Yes, that's why I started saying "L2 and L3 superpages", to mean
"Superpage entries in L2 or L3 pagetables", instead of 2MiB or 1GiB.
(Let me know if you can think of a better way to describe that.)

>> 3. Whether Xen provides the *interface* for a guest to use L2 or L3
>> superpages (for 4k page granularity, 2MiB or 1GiB respectively) in its
>> own pagetables.  I *think* HAP on x86 provides the interface whenever
>> the underlying hardware does.  I assume it's the same for ARM?  In the
>> case of shadow mode, we only provide the interface for 2MiB pagetables.
> 
> See above. We have no way to control that in the guest.
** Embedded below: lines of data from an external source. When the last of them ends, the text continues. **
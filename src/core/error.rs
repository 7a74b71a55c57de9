//! Defines the custom error type for the `core` module.

use thiserror::Error;

/// The primary error type for the `core` module.
///
/// This enum encapsulates all possible errors that can occur during
/// core operations like traversal, content sniffing, action execution and export.
#[derive(Debug, Error)]
pub enum CoreError {
    /// Represents an I/O error, typically from reading an entry's source.
    #[error("I/O error for path {1}: {0}")]
    Io(#[source] std::io::Error, String),

    /// Represents an error that occurred when a Tokio task was joined.
    /// This is often due to a task panicking or being cancelled.
    #[error("Task join error: {0}")]
    Join(#[from] tokio::task::JoinError),

    /// Represents an error while compiling a filter query into a regex.
    #[error("Invalid filter pattern: {0}")]
    Pattern(#[from] regex::Error),

    /// The requested action identifier is not registered.
    #[error("Unknown action: {0}")]
    UnknownAction(String),

    /// A file operation was requested on a directory, or vice versa.
    #[error("Entry {0} does not support this operation ({1})")]
    InvalidEntryKind(String, &'static str),

    /// Represents a failure of the archive writer.
    #[error("Archive generation failed: {0}")]
    Archive(#[from] zip::result::ZipError),

    /// Represents a user-initiated cancellation of an operation.
    #[error("Operation was cancelled by the user")]
    Cancelled,
}
//! The read-only entry abstraction the rest of the crate walks over.
//!
//! An entry is a node handed to us by an external file source. Directories can
//! enumerate their children in bounded batches; files can be read by byte range.
//! The core never mutates entries.

use async_trait::async_trait;
use chrono::{DateTime, Utc};
use std::fmt;
use std::sync::Arc;

use super::error::CoreError;

/// A shared, cheaply clonable handle to an entry.
pub type EntryHandle = Arc<dyn Entry>;

/// One node of the source hierarchy.
#[async_trait]
pub trait Entry: Send + Sync + fmt::Debug {
    /// The entry's own name (last path component).
    fn name(&self) -> &str;

    /// Stable identifier of this entry within its traversal root.
    /// Used as the join key for computed metadata.
    fn full_path(&self) -> &str;

    fn is_directory(&self) -> bool;

    /// File length in bytes, when the source knows it. `None` for directories.
    fn size(&self) -> Option<u64> {
        None
    }

    /// Last modification time, when the source knows it.
    fn modified(&self) -> Option<DateTime<Utc>> {
        None
    }

    /// Opens a batched reader over the immediate children of a directory.
    fn create_reader(&self) -> Result<Box<dyn DirectoryReader>, CoreError>;

    /// Reads the bytes in `start..end`, clamped to the file length.
    async fn read_range(&self, start: u64, end: u64) -> Result<Vec<u8>, CoreError>;

    /// Reads the complete file contents.
    async fn read_all(&self) -> Result<Vec<u8>, CoreError>;
}

/// A cursor over a directory's children.
///
/// Each call yields the next batch. An empty batch signals the end.
#[async_trait]
pub trait DirectoryReader: Send {
    async fn read_entries(&mut self) -> Result<Vec<EntryHandle>, CoreError>;
}

/// Returns `true` when the name is a dotfile (`.git`, `.env`, ...).
pub fn is_dot_name(name: &str) -> bool {
    name.starts_with('.')
}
We don't control whether the guest uses *any* features.  Should we not
mention PV disks or SMMUv2 or whatever because we don't know if the
guest will use them?

Of course not.  This document describes whether the guest *has the
features available to use*, either provided by the hardware or emulated
by Xen.

It sounds like you may not have ever thought about whether an ARM guest
has L2 or L3 superpages available, because it's always had all of them;
but it's different on x86.

[snip]

>> 2. Whether Xen uses superpage mappings for HAP.  Xen uses this on x86
>> when hardware support is -- I take it Xen does this on ARM as well?
>
> The size of superpages supported will depend on the page-table format
> (short-descriptor vs LPAE) and the granularity used.
>
> Supersection (16MB) for short-descriptor is optional but mandatory when
> the processor support LPAE. LPAE is mandatory with virtualization. So
> all size of superpages are supported.
>
> Note that stage-2 page-tables can only use LPAE page-table.
>
> I would also rather avoid to mention any superpage size for Arm in
> SUPPORT.MD as there are a lot.

So it sounds like basically everything supported on native was supported
in virtualization (and under Xen) from the start, so it's probably less
important to mention.  But since we *will* need to do that for x86, we
probably need to say *something* in case people want to know.

Let me see what I can come up with.

 -George
diff mbox

Patch

diff --git a/SUPPORT.md b/SUPPORT.md
index c884fac7f5..a8c56d13dd 100644
--- a/SUPPORT.md
+++ b/SUPPORT.md
@@ -195,6 +195,27 @@  on embedded platforms.
 
 Enables NUMA aware scheduling in Xen
 
+## Scalability
+
+### 1GB/2MB super page support
+
+    Status, x86 HVM/PVH: : Supported
+    Status, ARM: Supported
+
+NB that this refers to the ability of guests
+to have higher-level page table entries point directly to memory,
+improving TLB performance.
+This is independent of the ARM "page granularity" feature (see below).
+
+### x86/PVHVM
+
+    Status: Supported
+
+This is a useful label for a set of hypervisor features
+which add paravirtualized functionality to HVM guests 
+for improved performance and scalability.
+This includes exposing event channels to HVM guests.
+
 # Format and definitions
 
 This file contains prose, and machine-readable fragments.